Così riferì nel 1592 all'inquisitore veneziano dei suoi dubbi sulla Trinità, ammettendo di aver «dubitato circa il nome di persona del figliolo e dello Spirito Santo, non intendendo queste due persone distinte dal Padre», ma considerando, neoplatonicamente , il Figlio l' intelletto e lo Spirito, lt pitagoricamente , l' amore del Padre o l'anima del mondo, non dunque persone o sostanze distinte, ma manifestazioni divine.
La fuga da Napoli
Denunciato da fra Agostino al padre provinciale Domenico Vita, Bruno partì da Napoli e andò a Roma nel 1576, ospite del convento domenicano di Santa Maria sopra Minerva . Sono anni di gravi disordini: a Roma sembra non farsi altro, scriveva il cronista marchigiano Gualtiero Gualtieri , che "rubare e ammazzare: molti gettati nel Tevere". Anche Bruno è accusato di aver ammazzato e gettato nel fiume un frate, abbandona allora l'abito domenicano, riassume il nome di Filippo e incomincia un lungo pellegrinaggio attraverso le città di Savona, Torino, Venezia dove imperversa la peste facendo migliaia di vittime anche illustri fra i quali Tiziano, va a Padova dove, dietro consiglio di alcuni domenicani, riprende il saio, quindi Brescia.

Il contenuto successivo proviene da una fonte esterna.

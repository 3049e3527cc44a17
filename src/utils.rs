// Utility Functions
// Variable interpolation and working-directory resolution helpers.

use std::collections::HashMap;
use std::path::{Path, PathBuf};

/// Substitute `${VAR}` placeholders in a command string from the given map.
///
/// Unknown placeholders are left untouched so the shell (or a later layer)
/// can still resolve them. Nesting is not supported.
pub fn substitute_variables(input: &str, env: &HashMap<String, String>) -> String {
    let mut result = String::with_capacity(input.len());
    let mut rest = input;

    while let Some(start) = rest.find("${") {
        result.push_str(&rest[..start]);
        let after = &rest[start + 2..];

        match after.find('}') {
            Some(end) => {
                let name = &after[..end];
                match env.get(name) {
                    Some(value) => result.push_str(value),
                    None => {
                        result.push_str("${");
                        result.push_str(name);
                        result.push('}');
                    }
                }
                rest = &after[end + 1..];
            }
            None => {
                // Unterminated placeholder; keep the text as-is
                result.push_str(&rest[start..]);
                rest = "";
            }
        }
    }

    result.push_str(rest);
    result
}

/// Find the root of a git repository by walking up from the given path.
pub fn find_repo_root(start: &Path) -> Option<PathBuf> {
    let start = start.canonicalize().ok()?;
    for ancestor in start.ancestors() {
        if ancestor.join(".git").exists() {
            return Some(ancestor.to_path_buf());
        }
    }
    None
}

/// Resolve the default working directory for pipeline execution: the git
/// repository root if there is one, otherwise the current directory.
pub fn resolve_working_dir() -> PathBuf {
    let cwd = std::env::current_dir().unwrap_or_else(|_| PathBuf::from("."));
    find_repo_root(&cwd).unwrap_or(cwd)
}
// Dependency Graph
// Builds the stage/job DAG used for execution ordering and for the advisory
// schedule analysis. Levels come from Kahn's algorithm: level 0 holds every
// node with no dependencies, level k every node whose dependencies all sit
// in levels 0..k-1.

use crate::pipeline::models::{Pipeline, Stage};

use serde::Serialize;
use std::collections::{HashMap, VecDeque};
use thiserror::Error;

/// Error type for graph operations
#[derive(Debug, Clone, PartialEq, Eq, Error)]
pub enum GraphError {
    #[error("circular dependency detected: {path}")]
    CyclicDependency { path: String },

    #[error("{dependent} depends on unknown node '{missing}'")]
    UnknownDependency { dependent: String, missing: String },

    #[error("invalid graph structure: {0}")]
    InvalidStructure(String),
}

/// A name-keyed dependency graph over stages or jobs.
#[derive(Debug, Clone)]
pub struct DependencyGraph {
    nodes: Vec<String>,
    indices: HashMap<String, usize>,
    /// dependencies[i] holds the indices node i depends on
    dependencies: Vec<Vec<usize>>,
}

impl DependencyGraph {
    pub fn new(nodes: Vec<String>) -> Result<Self, GraphError> {
        let mut indices = HashMap::with_capacity(nodes.len());
        for (i, name) in nodes.iter().enumerate() {
            if indices.insert(name.clone(), i).is_some() {
                return Err(GraphError::InvalidStructure(format!(
                    "duplicate node name '{}'",
                    name
                )));
            }
        }
        let dependencies = vec![Vec::new(); nodes.len()];
        Ok(Self {
            nodes,
            indices,
            dependencies,
        })
    }

    pub fn add_dependency(&mut self, node: &str, depends_on: &str) -> Result<(), GraphError> {
        let from = *self
            .indices
            .get(node)
            .ok_or_else(|| GraphError::UnknownDependency {
                dependent: node.to_string(),
                missing: node.to_string(),
            })?;
        let to = *self
            .indices
            .get(depends_on)
            .ok_or_else(|| GraphError::UnknownDependency {
                dependent: node.to_string(),
                missing: depends_on.to_string(),
            })?;
        self.dependencies[from].push(to);
        Ok(())
    }

    /// Build the stage-level graph for a pipeline.
    pub fn for_stages(pipeline: &Pipeline) -> Result<Self, GraphError> {
        let names = pipeline.stages.iter().map(|s| s.name.clone()).collect();
        let mut graph = Self::new(names)?;
        for stage in &pipeline.stages {
            for dep in &stage.dependencies {
                graph.add_dependency(&stage.name, dep)?;
            }
        }
        graph.check_acyclic()?;
        Ok(graph)
    }

    /// Build the intra-stage job graph for a stage.
    pub fn for_jobs(stage: &Stage) -> Result<Self, GraphError> {
        let names = stage.jobs.iter().map(|j| j.name.clone()).collect();
        let mut graph = Self::new(names)?;
        for job in &stage.jobs {
            for dep in &job.dependencies {
                graph.add_dependency(&job.name, dep)?;
            }
        }
        graph.check_acyclic()?;
        Ok(graph)
    }

    pub fn len(&self) -> usize {
        self.nodes.len()
    }

    pub fn is_empty(&self) -> bool {
        self.nodes.is_empty()
    }

    pub fn dependencies_of(&self, name: &str) -> Vec<&str> {
        self.indices
            .get(name)
            .map(|&i| {
                self.dependencies[i]
                    .iter()
                    .map(|&d| self.nodes[d].as_str())
                    .collect()
            })
            .unwrap_or_default()
    }

    /// Detect cycles with DFS color marking, returning the first cycle found.
    fn check_acyclic(&self) -> Result<(), GraphError> {
        #[derive(Clone, Copy, PartialEq)]
        enum Color {
            White,
            Grey,
            Black,
        }

        fn visit(
            node: usize,
            graph: &DependencyGraph,
            colors: &mut [Color],
            path: &mut Vec<usize>,
        ) -> Result<(), Vec<usize>> {
            colors[node] = Color::Grey;
            path.push(node);

            for &dep in &graph.dependencies[node] {
                match colors[dep] {
                    Color::Grey => {
                        let start = path.iter().position(|&n| n == dep).unwrap_or(0);
                        let mut cycle = path[start..].to_vec();
                        cycle.push(dep);
                        return Err(cycle);
                    }
                    Color::White => visit(dep, graph, colors, path)?,
                    Color::Black => {}
                }
            }

            path.pop();
            colors[node] = Color::Black;
            Ok(())
        }

        let mut colors = vec![Color::White; self.nodes.len()];
        let mut path = Vec::new();

        for node in 0..self.nodes.len() {
            if colors[node] == Color::White {
                if let Err(cycle) = visit(node, self, &mut colors, &mut path) {
                    let names: Vec<&str> =
                        cycle.iter().map(|&i| self.nodes[i].as_str()).collect();
                    return Err(GraphError::CyclicDependency {
                        path: names.join(" -> "),
                    });
                }
            }
        }

        Ok(())
    }

    /// Compute execution levels with Kahn's algorithm (BFS peeling of
    /// in-degree-zero nodes). The levels partition the node set; every
    /// node's level is strictly greater than the levels of its dependencies.
    pub fn execution_levels(&self) -> Result<Vec<Vec<String>>, GraphError> {
        let n = self.nodes.len();
        let mut in_degree = vec![0usize; n];
        // dependents[d] lists the nodes that depend on d
        let mut dependents: Vec<Vec<usize>> = vec![Vec::new(); n];

        for (node, deps) in self.dependencies.iter().enumerate() {
            in_degree[node] = deps.len();
            for &dep in deps {
                dependents[dep].push(node);
            }
        }

        let mut queue: VecDeque<usize> = (0..n).filter(|&i| in_degree[i] == 0).collect();
        let mut levels: Vec<Vec<String>> = Vec::new();
        let mut processed = 0usize;

        while !queue.is_empty() {
            let mut next = VecDeque::new();
            let mut level = Vec::with_capacity(queue.len());

            while let Some(node) = queue.pop_front() {
                level.push(self.nodes[node].clone());
                processed += 1;

                for &dependent in &dependents[node] {
                    in_degree[dependent] -= 1;
                    if in_degree[dependent] == 0 {
                        next.push_back(dependent);
                    }
                }
            }

            level.sort();
            levels.push(level);
            queue = next;
        }

        if processed != n {
            // Leftover nodes all sit on a cycle; name one for the message
            let stuck = (0..n)
                .find(|&i| in_degree[i] > 0)
                .map(|i| self.nodes[i].clone())
                .unwrap_or_default();
            return Err(GraphError::CyclicDependency { path: stuck });
        }

        Ok(levels)
    }
}

/// Advisory schedule report computed from the stage graph.
///
/// Estimates achievable parallelism for operators and dashboards. The
/// executor derives its own dispatch order from the same levels, so the two
/// never disagree.
#[derive(Debug, Clone, Serialize)]
pub struct ScheduleReport {
    pub pipeline_name: String,
    /// Stage names per execution level, level 0 first.
    pub levels: Vec<Vec<String>>,
    /// Stages with no dependencies at all.
    pub independent_stages: usize,
    /// Width of the widest level: the maximum achievable stage concurrency.
    pub max_parallelism: usize,
    pub total_stages: usize,
    pub total_jobs: usize,
}

/// Analyze a pipeline's stage graph and report its topological levels.
pub fn analyze(pipeline: &Pipeline) -> Result<ScheduleReport, GraphError> {
    let graph = DependencyGraph::for_stages(pipeline)?;
    let levels = graph.execution_levels()?;

    let independent_stages = pipeline
        .stages
        .iter()
        .filter(|s| s.dependencies.is_empty())
        .count();
    let max_parallelism = levels.iter().map(|l| l.len()).max().unwrap_or(0);
    let total_jobs = pipeline.stages.iter().map(|s| s.jobs.len()).sum();

    Ok(ScheduleReport {
        pipeline_name: pipeline.name.clone(),
        levels,
        independent_stages,
        max_parallelism,
        total_stages: pipeline.stages.len(),
        total_jobs,
    })
}

#[cfg(test)]
mod tests {
    use super::*;
    use crate::pipeline::models::{Job, Pipeline, Stage};

    fn stage(name: &str, deps: &[&str]) -> Stage {
        Stage::new(name, vec![Job::new("work", vec!["true".to_string()])])
            .with_dependencies(deps.iter().map(|s| s.to_string()).collect())
    }

    #[test]
    fn test_linear_levels() {
        let pipeline = Pipeline::new(
            "p",
            vec![stage("build", &[]), stage("test", &["build"]), stage("deploy", &["test"])],
        );

        let graph = DependencyGraph::for_stages(&pipeline).unwrap();
        let levels = graph.execution_levels().unwrap();

        assert_eq!(levels, vec![
            vec!["build".to_string()],
            vec!["test".to_string()],
            vec!["deploy".to_string()],
        ]);
    }

    #[test]
    fn test_diamond_levels() {
        let pipeline = Pipeline::new(
            "p",
            vec![
                stage("build", &[]),
                stage("unit", &["build"]),
                stage("integration", &["build"]),
                stage("deploy", &["unit", "integration"]),
            ],
        );

        let graph = DependencyGraph::for_stages(&pipeline).unwrap();
        let levels = graph.execution_levels().unwrap();

        assert_eq!(levels.len(), 3);
        assert_eq!(levels[0], vec!["build".to_string()]);
        assert_eq!(levels[1], vec!["integration".to_string(), "unit".to_string()]);
        assert_eq!(levels[2], vec!["deploy".to_string()]);
    }

    #[test]
    fn test_levels_partition_all_stages() {
        let pipeline = Pipeline::new(
            "p",
            vec![
                stage("a", &[]),
                stage("b", &[]),
                stage("c", &["a", "b"]),
                stage("d", &["a"]),
                stage("e", &["c", "d"]),
            ],
        );

        let graph = DependencyGraph::for_stages(&pipeline).unwrap();
        let levels = graph.execution_levels().unwrap();

        // Union with no duplicates equals the full stage set
        let mut all: Vec<String> = levels.iter().flatten().cloned().collect();
        assert_eq!(all.len(), pipeline.stages.len());
        all.sort();
        all.dedup();
        assert_eq!(all.len(), pipeline.stages.len());

        // Every stage's level strictly exceeds the max level of its deps
        let level_of = |name: &str| {
            levels
                .iter()
                .position(|l| l.iter().any(|n| n == name))
                .unwrap()
        };
        for s in &pipeline.stages {
            for dep in &s.dependencies {
                assert!(level_of(&s.name) > level_of(dep));
            }
        }
    }

    #[test]
    fn test_cycle_rejected() {
        let pipeline = Pipeline::new(
            "p",
            vec![stage("a", &["c"]), stage("b", &["a"]), stage("c", &["b"])],
        );

        let err = DependencyGraph::for_stages(&pipeline).unwrap_err();
        assert!(matches!(err, GraphError::CyclicDependency { .. }));
    }

    #[test]
    fn test_unknown_dependency_rejected() {
        let pipeline = Pipeline::new("p", vec![stage("a", &["ghost"])]);

        let err = DependencyGraph::for_stages(&pipeline).unwrap_err();
        assert_eq!(
            err,
            GraphError::UnknownDependency {
                dependent: "a".to_string(),
                missing: "ghost".to_string(),
            }
        );
    }

    #[test]
    fn test_analyze_report() {
        let mut build = stage("build", &[]);
        build.jobs.push(Job::new("lint", vec!["true".to_string()]));

        let pipeline = Pipeline::new(
            "release",
            vec![
                build,
                stage("docs", &[]),
                stage("unit", &["build"]),
                stage("integration", &["build"]),
                stage("deploy", &["unit", "integration"]),
            ],
        );

        let report = analyze(&pipeline).unwrap();
        assert_eq!(report.pipeline_name, "release");
        assert_eq!(report.total_stages, 5);
        assert_eq!(report.total_jobs, 6);
        assert_eq!(report.independent_stages, 2);
        // Level 1 holds unit + integration; level 0 holds build + docs
        assert_eq!(report.max_parallelism, 2);
        assert_eq!(report.levels.len(), 3);
    }

    #[test]
    fn test_job_graph_from_stage() {
        let mut s = stage("build", &[]);
        s.jobs = vec![
            Job::new("compile", vec!["true".to_string()]),
            Job::new("lint", vec!["true".to_string()]),
            Job::new("package", vec!["true".to_string()])
                .with_dependencies(vec!["compile".to_string(), "lint".to_string()]),
        ];

        let graph = DependencyGraph::for_jobs(&s).unwrap();
        let levels = graph.execution_levels().unwrap();

        assert_eq!(levels.len(), 2);
        assert_eq!(levels[0].len(), 2);
        assert_eq!(levels[1], vec!["package".to_string()]);
    }
}
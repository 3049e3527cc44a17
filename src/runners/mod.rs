pub mod shell;

pub use shell::{CommandExecutor, CommandOutput, ShellRunner};
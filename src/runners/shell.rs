// Shell Runner
// The process-execution boundary. The scheduler never spawns processes
// itself; it hands commands to a CommandExecutor, which owns spawning and
// kill semantics (timeout and cancellation included).

use crate::utils::resolve_working_dir;

use async_trait::async_trait;
use std::collections::HashMap;
use std::path::PathBuf;
use std::process::Stdio;
use std::time::Duration;
use tokio::io::{AsyncBufReadExt, BufReader};
use tokio::process::Command;
use tokio_util::sync::CancellationToken;

/// Synthetic exit code reported for a timed-out command.
pub const TIMEOUT_EXIT_CODE: i32 = 124;

/// Result of running a single command
#[derive(Debug, Clone, Default)]
pub struct CommandOutput {
    /// Exit code if the process ran to completion (or a synthetic code for
    /// timeouts). `None` when the process could not be spawned or was killed
    /// by cancellation.
    pub exit_code: Option<i32>,
    pub stdout: String,
    pub stderr: String,
}

impl CommandOutput {
    pub fn success(&self) -> bool {
        self.exit_code == Some(0)
    }

    fn spawn_failure(message: String) -> Self {
        Self {
            exit_code: None,
            stdout: String::new(),
            stderr: message,
        }
    }
}

/// Boundary for process execution. Implementations own process lifecycle,
/// including hard kill on timeout or cancellation; the scheduler only stops
/// dispatching new work.
#[async_trait]
pub trait CommandExecutor: Send + Sync {
    async fn execute(
        &self,
        command: &str,
        env: &HashMap<String, String>,
        timeout: Duration,
        cancel: &CancellationToken,
    ) -> CommandOutput;
}

/// Default executor: runs commands through the system shell.
pub struct ShellRunner {
    working_dir: PathBuf,
}

impl ShellRunner {
    /// Runner rooted at the enclosing git repository, or the current
    /// directory when there is none.
    pub fn new() -> Self {
        Self {
            working_dir: resolve_working_dir(),
        }
    }

    pub fn with_working_dir(mut self, dir: impl Into<PathBuf>) -> Self {
        self.working_dir = dir.into();
        self
    }

    fn shell_command() -> (&'static str, &'static str) {
        if cfg!(target_os = "windows") {
            ("cmd", "/C")
        } else {
            ("sh", "-c")
        }
    }
}

impl Default for ShellRunner {
    fn default() -> Self {
        Self::new()
    }
}

#[async_trait]
impl CommandExecutor for ShellRunner {
    async fn execute(
        &self,
        command: &str,
        env: &HashMap<String, String>,
        timeout: Duration,
        cancel: &CancellationToken,
    ) -> CommandOutput {
        let (shell, shell_arg) = Self::shell_command();

        let mut cmd = Command::new(shell);
        cmd.arg(shell_arg);
        cmd.arg(command);
        cmd.current_dir(&self.working_dir);
        // The child inherits the process environment; the merged map layers
        // on top of it
        cmd.envs(env);
        cmd.stdout(Stdio::piped());
        cmd.stderr(Stdio::piped());
        cmd.kill_on_drop(true);

        let mut child = match cmd.spawn() {
            Ok(child) => child,
            Err(e) => {
                return CommandOutput::spawn_failure(format!(
                    "failed to spawn shell process '{}': {}",
                    shell, e
                ));
            }
        };

        let stdout = child.stdout.take();
        let stderr = child.stderr.take();

        let stdout_handle = tokio::spawn(async move {
            let mut output = String::new();
            if let Some(stdout) = stdout {
                let mut lines = BufReader::new(stdout).lines();
                while let Ok(Some(line)) = lines.next_line().await {
                    if !output.is_empty() {
                        output.push('\n');
                    }
                    output.push_str(&line);
                }
            }
            output
        });

        let stderr_handle = tokio::spawn(async move {
            let mut output = String::new();
            if let Some(stderr) = stderr {
                let mut lines = BufReader::new(stderr).lines();
                while let Ok(Some(line)) = lines.next_line().await {
                    if !output.is_empty() {
                        output.push('\n');
                    }
                    output.push_str(&line);
                }
            }
            output
        });

        let exit_code = tokio::select! {
            wait_result = tokio::time::timeout(timeout, child.wait()) => {
                match wait_result {
                    Ok(Ok(status)) => status.code(),
                    Ok(Err(e)) => {
                        return CommandOutput::spawn_failure(format!(
                            "failed to wait for shell process: {}",
                            e
                        ));
                    }
                    Err(_) => {
                        // Timeout: kill and report the synthetic exit code
                        let _ = child.kill().await;
                        return CommandOutput {
                            exit_code: Some(TIMEOUT_EXIT_CODE),
                            stdout: stdout_handle.await.unwrap_or_default(),
                            stderr: format!("command timed out after {:?}", timeout),
                        };
                    }
                }
            }
            _ = cancel.cancelled() => {
                let _ = child.kill().await;
                return CommandOutput {
                    exit_code: None,
                    stdout: stdout_handle.await.unwrap_or_default(),
                    stderr: "command cancelled".to_string(),
                };
            }
        };

        CommandOutput {
            exit_code,
            stdout: stdout_handle.await.unwrap_or_default(),
            stderr: stderr_handle.await.unwrap_or_default(),
        }
    }
}

#[cfg(test)]
mod tests {
    use super::*;

    fn token() -> CancellationToken {
        CancellationToken::new()
    }

    #[tokio::test]
    async fn test_echo() {
        let runner = ShellRunner::new();
        let output = runner
            .execute("echo hello", &HashMap::new(), Duration::from_secs(5), &token())
            .await;

        assert_eq!(output.exit_code, Some(0));
        assert!(output.success());
        assert!(output.stdout.contains("hello"));
        assert!(output.stderr.is_empty());
    }

    #[tokio::test]
    async fn test_exit_code() {
        let runner = ShellRunner::new();
        let output = runner
            .execute("exit 42", &HashMap::new(), Duration::from_secs(5), &token())
            .await;

        assert_eq!(output.exit_code, Some(42));
        assert!(!output.success());
    }

    #[tokio::test]
    async fn test_env_is_layered_over_process_env() {
        let runner = ShellRunner::new();
        let mut env = HashMap::new();
        env.insert("MY_VAR".to_string(), "from_engine".to_string());

        let output = runner
            .execute("echo $MY_VAR:$HOME", &env, Duration::from_secs(5), &token())
            .await;

        assert!(output.stdout.starts_with("from_engine:"));
        // Process environment still visible underneath
        assert!(output.stdout.len() > "from_engine:".len());
    }

    #[tokio::test]
    async fn test_runs_in_configured_working_dir() {
        let temp = tempfile::tempdir().unwrap();
        std::fs::write(temp.path().join("marker.txt"), "x").unwrap();

        let runner = ShellRunner::new().with_working_dir(temp.path());
        let output = runner
            .execute("ls", &HashMap::new(), Duration::from_secs(5), &token())
            .await;

        assert!(output.stdout.contains("marker.txt"));
    }

    #[tokio::test]
    async fn test_stderr_captured() {
        let runner = ShellRunner::new();
        let output = runner
            .execute("echo oops >&2", &HashMap::new(), Duration::from_secs(5), &token())
            .await;

        assert_eq!(output.exit_code, Some(0));
        assert!(output.stderr.contains("oops"));
    }

    #[tokio::test]
    async fn test_timeout_kills_and_reports_synthetic_code() {
        let runner = ShellRunner::new();
        let output = runner
            .execute("sleep 5", &HashMap::new(), Duration::from_millis(200), &token())
            .await;

        assert_eq!(output.exit_code, Some(TIMEOUT_EXIT_CODE));
        assert!(output.stderr.contains("timed out"));
    }

    #[tokio::test]
    async fn test_cancellation_kills_process() {
        let runner = ShellRunner::new();
        let cancel = token();

        let cancel_clone = cancel.clone();
        tokio::spawn(async move {
            tokio::time::sleep(Duration::from_millis(100)).await;
            cancel_clone.cancel();
        });

        let output = runner
            .execute("sleep 5", &HashMap::new(), Duration::from_secs(10), &cancel)
            .await;

        assert_eq!(output.exit_code, None);
        assert!(output.stderr.contains("cancelled"));
    }
}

Nel 1579 è a Ginevra, città dove è presente una numerosa colonia di italiani riformati , aderisce al calvinismo e trova lavoro come correttore di bozze. È probabile che Bruno volesse farsi notare, dimostrare l'eccellenza della sua preparazione filosofica e delle sue capacità didattiche per ottenere un incarico d'insegnante, costante ambizione di tutta la sua vita. Anche la sua adesione al calvinismo era mirata a questo scopo; Bruno fu in realtà indifferente a tutte le confessioni religiose: nella misura in cui l'adesione a una religione storica non pregiudicasse le sue convinzioni filosofiche e la libertà di professarle, egli sarebbe stato cattolico in Italia , calvinista in Svizzera , anglicano in Inghilterra e luterano in lt Germania .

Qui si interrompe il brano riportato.